I'm glad I bought so much 8x57 and 7.62x54r while it was cheap. Just wish I'd bought a pallet of South African 308 while it was cheap.

14 May 2009

Meme, Impractical but COOL guns

Hat tip to Tam, but with a twist (I'll list what I think is the practical alternative).

Broomhandle Mauser. Impossible to conceal carry but oozes sophistication and history, possibly the coolest "steampunk" pistol of all time. Practical alternative, the classic 9x19 Luger.

Walther PPK. Easy to conceal carry, but expensive tiny bullets. If James Bond didn't carry one there wouldn't any appeal at all. Practical alternative, 9x18 Makarov

44 AutoMag. It's revolver only hunting in some GMU's in my state. Reloader only proposition. No practical reason to own one, but oh so cool. Used in Mack Bolan novels. Practical Alternative, A 44 Rem Mag hunting revolver by Ruger or Charter Arms.

Desert Eagle in 357, 44 Mag, or 50 AE. The gas system fouls quickly, they are heavy as sin, not concealable at all. Also used in Mack Bolan novels. Practical alternative, 1911 in 45 ACP with a 400 Corbon barrel and spring.

Comments are open for any additions to the list.

Home Again

The first thing that I noticed was how green Western Washington is, grass and trees are foreign concepts to the Mojave.

The elevation change and higher humidity level have also helped a bunch of us with nose bleeds. Going from over 2000 feet elevation to 200 feet and from 9% humidity to over 50% has made life easier.

My wife and son are healthy and well. My dog seemed to be the most enthusiastic about my return, she did her very best to never leave my lap. People understand with their head why I have to go away to do my job, but dogs can't grasp ideas like that and I think my poor little puppy dog has abandonment issues.

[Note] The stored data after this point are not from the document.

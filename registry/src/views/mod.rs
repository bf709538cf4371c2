//! Presentation taxonomies over the content store.
//!
//! A `RegistryView` maps category -> sub-category -> integration key to a
//! content object held by the `ContentStore`. Two views exist: the legacy one
//! grouped by product surface and the reorganized one grouped by source
//! ecosystem. Views are declared as static tables of `CategorySpec` and built
//! once against a store; they never copy content.

mod legacy;
mod reorganized;

pub use legacy::LEGACY;
pub use reorganized::REORGANIZED;

use crate::config::RegistryConfig;
use crate::models::{Product, QuickStartContent, QuickStartType};
use crate::store::ContentStore;
use indexmap::IndexMap;
use serde::Serialize;
use std::sync::Arc;
use thiserror::Error;

/// Which presentation taxonomy a view implements.
#[derive(Debug, Clone, Copy, PartialEq, Eq, Hash, Serialize)]
#[serde(rename_all = "lowercase")]
pub enum ViewKind {
    /// Grouped by product surface (client, backend, logging, traces, ...).
    Legacy,
    /// Grouped by source ecosystem (go, python, js, ...).
    Reorganized,
}

impl std::fmt::Display for ViewKind {
    fn fmt(&self, f: &mut std::fmt::Formatter<'_>) -> std::fmt::Result {
        match self {
            Self::Legacy => write!(f, "legacy"),
            Self::Reorganized => write!(f, "reorganized"),
        }
    }
}

impl std::str::FromStr for ViewKind {
    type Err = String;

    fn from_str(s: &str) -> Result<Self, Self::Err> {
        match s.to_lowercase().as_str() {
            "legacy" => Ok(Self::Legacy),
            "reorganized" => Ok(Self::Reorganized),
            _ => Err(format!("unknown view: {s}")),
        }
    }
}

/// Errors returned by view lookups.
#[derive(Debug, Clone, PartialEq, Eq, Error)]
pub enum LookupError {
    /// No entry exists at the requested selection path.
    #[error("No quickstart found at '{path}' in the {view} view")]
    NotFound {
        /// View that was searched.
        view: ViewKind,
        /// Selection path that missed, `/`-separated.
        path: String,
    },
}

/// Errors that can occur while building a view.
#[derive(Debug, Error)]
pub enum ViewError {
    /// An entry names a content id absent from the store.
    #[error("{view} view entry '{path}' references unknown content '{content_id}'")]
    UnknownContent {
        /// View being built.
        view: ViewKind,
        /// Selection path of the entry.
        path: String,
        /// Missing content id.
        content_id: String,
    },

    /// Two entries in one sub-table resolve to the same key string.
    #[error("{view} view sub-table '{path}' lists key '{key}' twice ({first:?}, {second:?})")]
    DuplicateKey {
        /// View being built.
        view: ViewKind,
        /// Category and sub-category of the sub-table.
        path: String,
        /// Colliding key string.
        key: &'static str,
        /// Member already stored under the key.
        first: QuickStartType,
        /// Member that collided.
        second: QuickStartType,
    },

    /// Two categories, or two sub-categories of one category, share a name.
    #[error("{view} view declares '{path}' twice")]
    DuplicateGroup {
        /// View being built.
        view: ViewKind,
        /// Category, or category and sub-category, that was repeated.
        path: String,
    },
}

/// Static declaration of group metadata.
#[derive(Debug, Clone, Copy)]
pub struct MetadataSpec {
    /// Display title.
    pub title: &'static str,
    /// Optional description.
    pub subtitle: Option<&'static str>,
    /// Site-relative logo path, resolved with `RegistryConfig::site_url`.
    pub logo_path: Option<&'static str>,
}

/// Static declaration of a sub-table.
#[derive(Debug, Clone, Copy)]
pub struct GroupSpec {
    /// Sub-category name.
    pub name: &'static str,
    /// Metadata attached to the sub-category.
    pub metadata: Option<MetadataSpec>,
    /// Integration members and the content id each one shows.
    pub entries: &'static [(QuickStartType, &'static str)],
}

/// Static declaration of a category.
#[derive(Debug, Clone, Copy)]
pub struct CategorySpec {
    /// Category name.
    pub name: &'static str,
    /// Metadata attached to the category.
    pub metadata: Option<MetadataSpec>,
    /// Sub-tables in display order.
    pub groups: &'static [GroupSpec],
}

/// Title, subtitle and logo attached to a category or sub-category.
#[derive(Debug, Clone, PartialEq, Eq, Serialize)]
pub struct GroupMetadata {
    /// Display title.
    pub title: String,
    /// Optional description.
    #[serde(skip_serializing_if = "Option::is_none")]
    pub subtitle: Option<String>,
    /// Absolute logo URL.
    #[serde(skip_serializing_if = "Option::is_none")]
    pub logo_url: Option<String>,
}

impl GroupMetadata {
    fn from_spec(spec: &MetadataSpec, config: &RegistryConfig) -> Self {
        Self {
            title: spec.title.to_string(),
            subtitle: spec.subtitle.map(str::to_string),
            logo_url: spec.logo_path.map(|path| config.site_url(path)),
        }
    }
}

/// A single selectable integration.
#[derive(Debug, Clone)]
pub struct Integration {
    /// Key space member this entry was declared with.
    pub kind: QuickStartType,
    /// Id of the content in the store.
    pub content_id: &'static str,
    /// The shared content object.
    pub content: Arc<QuickStartContent>,
}

/// Key and display title of an integration, for populating selectors.
#[derive(Debug, Clone, PartialEq, Eq, Serialize)]
pub struct IntegrationSummary<'a> {
    /// Table key.
    pub key: &'a str,
    /// Title of the content.
    pub title: &'a str,
}

/// A full selection path into a view.
#[derive(Debug, Clone, PartialEq, Eq, Serialize)]
pub struct SelectionPath {
    /// Category name.
    pub category: String,
    /// Sub-category name.
    pub sub_category: String,
    /// Integration key.
    pub key: String,
}

impl std::fmt::Display for SelectionPath {
    fn fmt(&self, f: &mut std::fmt::Formatter<'_>) -> std::fmt::Result {
        write!(f, "{}/{}/{}", self.category, self.sub_category, self.key)
    }
}

#[derive(Debug)]
struct SubCategory {
    metadata: Option<GroupMetadata>,
    integrations: IndexMap<&'static str, Integration>,
}

#[derive(Debug)]
struct Category {
    metadata: Option<GroupMetadata>,
    sub_categories: IndexMap<&'static str, SubCategory>,
}

/// A read-only taxonomy over the content store.
#[derive(Debug)]
pub struct RegistryView {
    kind: ViewKind,
    categories: IndexMap<&'static str, Category>,
}

impl RegistryView {
    /// Builds a view from static table declarations.
    ///
    /// # Errors
    ///
    /// Returns an error if:
    /// - An entry references a content id the store does not hold
    /// - Two entries of one sub-table resolve to the same key string
    /// - A category or sub-category name is declared twice
    pub fn build(
        kind: ViewKind,
        specs: &[CategorySpec],
        store: &ContentStore,
        config: &RegistryConfig,
    ) -> Result<Self, ViewError> {
        let mut categories = IndexMap::new();

        for spec in specs {
            if categories.contains_key(spec.name) {
                return Err(ViewError::DuplicateGroup {
                    view: kind,
                    path: spec.name.to_string(),
                });
            }
            let mut sub_categories = IndexMap::new();

            for group in spec.groups {
                if sub_categories.contains_key(group.name) {
                    return Err(ViewError::DuplicateGroup {
                        view: kind,
                        path: format!("{}/{}", spec.name, group.name),
                    });
                }
                let mut integrations: IndexMap<&'static str, Integration> = IndexMap::new();

                for &(member, content_id) in group.entries {
                    let key = member.as_str();
                    if let Some(existing) = integrations.get(key) {
                        return Err(ViewError::DuplicateKey {
                            view: kind,
                            path: format!("{}/{}", spec.name, group.name),
                            key,
                            first: existing.kind,
                            second: member,
                        });
                    }

                    let content = store
                        .get(content_id)
                        .ok_or_else(|| ViewError::UnknownContent {
                            view: kind,
                            path: format!("{}/{}/{key}", spec.name, group.name),
                            content_id: content_id.to_string(),
                        })?;

                    integrations.insert(
                        key,
                        Integration {
                            kind: member,
                            content_id,
                            content: Arc::clone(content),
                        },
                    );
                }

                sub_categories.insert(
                    group.name,
                    SubCategory {
                        metadata: group
                            .metadata
                            .as_ref()
                            .map(|m| GroupMetadata::from_spec(m, config)),
                        integrations,
                    },
                );
            }

            categories.insert(
                spec.name,
                Category {
                    metadata: spec
                        .metadata
                        .as_ref()
                        .map(|m| GroupMetadata::from_spec(m, config)),
                    sub_categories,
                },
            );
        }

        let view = Self { kind, categories };
        tracing::info!(
            view = %kind,
            categories = view.categories.len(),
            integrations = view.integration_count(),
            "Registry view built"
        );
        Ok(view)
    }

    /// Returns which taxonomy this view implements.
    #[must_use]
    pub fn kind(&self) -> ViewKind {
        self.kind
    }

    /// Returns the category names in display order.
    #[must_use]
    pub fn list_categories(&self) -> Vec<&str> {
        self.categories.keys().copied().collect()
    }

    /// Returns the sub-category names of a category in display order.
    ///
    /// # Errors
    ///
    /// Returns `NotFound` if the category does not exist.
    pub fn list_sub_categories(&self, category: &str) -> Result<Vec<&str>, LookupError> {
        Ok(self
            .category(category)?
            .sub_categories
            .keys()
            .copied()
            .collect())
    }

    /// Returns the integrations of a sub-table as `(key, title)` pairs in
    /// display order.
    ///
    /// # Errors
    ///
    /// Returns `NotFound` if the category or sub-category does not exist.
    pub fn list_integrations(
        &self,
        category: &str,
        sub_category: &str,
    ) -> Result<Vec<IntegrationSummary<'_>>, LookupError> {
        Ok(self
            .sub_category(category, sub_category)?
            .integrations
            .iter()
            .map(|(key, integration)| IntegrationSummary {
                key,
                title: &integration.content.title,
            })
            .collect())
    }

    /// Returns the integration stored at an exact selection path.
    ///
    /// # Errors
    ///
    /// Returns `NotFound` if any level of the path is absent. Keys are never
    /// resolved against other sub-tables.
    pub fn integration(
        &self,
        category: &str,
        sub_category: &str,
        key: &str,
    ) -> Result<&Integration, LookupError> {
        self.sub_category(category, sub_category)?
            .integrations
            .get(key)
            .ok_or_else(|| self.not_found(format!("{category}/{sub_category}/{key}")))
    }

    /// Returns the content stored at an exact selection path.
    ///
    /// # Errors
    ///
    /// Returns `NotFound` if any level of the path is absent.
    pub fn get_content(
        &self,
        category: &str,
        sub_category: &str,
        key: &str,
    ) -> Result<Arc<QuickStartContent>, LookupError> {
        self.integration(category, sub_category, key)
            .map(|integration| Arc::clone(&integration.content))
    }

    /// Returns the metadata attached to a category, if any.
    ///
    /// # Errors
    ///
    /// Returns `NotFound` if the category does not exist.
    pub fn category_metadata(&self, category: &str) -> Result<Option<&GroupMetadata>, LookupError> {
        Ok(self.category(category)?.metadata.as_ref())
    }

    /// Returns the metadata attached to a sub-category, if any.
    ///
    /// # Errors
    ///
    /// Returns `NotFound` if the category or sub-category does not exist.
    pub fn sub_category_metadata(
        &self,
        category: &str,
        sub_category: &str,
    ) -> Result<Option<&GroupMetadata>, LookupError> {
        Ok(self.sub_category(category, sub_category)?.metadata.as_ref())
    }

    /// Returns every selection path whose content configures `product`, in
    /// table order.
    #[must_use]
    pub fn integrations_for_product(&self, product: Product) -> Vec<SelectionPath> {
        self.paths()
            .filter(|(_, integration)| integration.content.configures(product))
            .map(|(path, _)| path)
            .collect()
    }

    /// Iterates over every selection path and its integration, in table order.
    pub fn paths(&self) -> impl Iterator<Item = (SelectionPath, &Integration)> {
        self.categories.iter().flat_map(|(category, body)| {
            body.sub_categories.iter().flat_map(move |(sub, table)| {
                table.integrations.iter().map(move |(key, integration)| {
                    (
                        SelectionPath {
                            category: (*category).to_string(),
                            sub_category: (*sub).to_string(),
                            key: (*key).to_string(),
                        },
                        integration,
                    )
                })
            })
        })
    }

    /// Returns the total number of integration entries.
    #[must_use]
    pub fn integration_count(&self) -> usize {
        self.categories
            .values()
            .flat_map(|c| c.sub_categories.values())
            .map(|s| s.integrations.len())
            .sum()
    }

    fn category(&self, category: &str) -> Result<&Category, LookupError> {
        self.categories
            .get(category)
            .ok_or_else(|| self.not_found(category.to_string()))
    }

    fn sub_category(
        &self,
        category: &str,
        sub_category: &str,
    ) -> Result<&SubCategory, LookupError> {
        self.category(category)?
            .sub_categories
            .get(sub_category)
            .ok_or_else(|| self.not_found(format!("{category}/{sub_category}")))
    }

    fn not_found(&self, path: String) -> LookupError {
        tracing::debug!(view = %self.kind, %path, "Quickstart lookup missed");
        LookupError::NotFound {
            view: self.kind,
            path,
        }
    }
}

Last night I slept for 15 hours. I feel better.

11 May 2009

Loaded up

There are few things that truly frighten me. The common denominator is that they all are beyond my control and the consequence of other peoples actions.
I am glad my wife learned to shoot a pistol, but I need to take her to the range more often.
My family is my worry spot. I can't protect them while I'm gone. The best I can do is prepare my wife for the worst and pray it never happens.
I get to go home soon, for a few weeks. Time becomes very precious when it is a countdown.

09 May 2009

Back from the box

But still posting from my iPhone. We did well this rotation, and I pray that it is a sign of success to come.
In a few days I should be home, conducting final training for the big sandbox.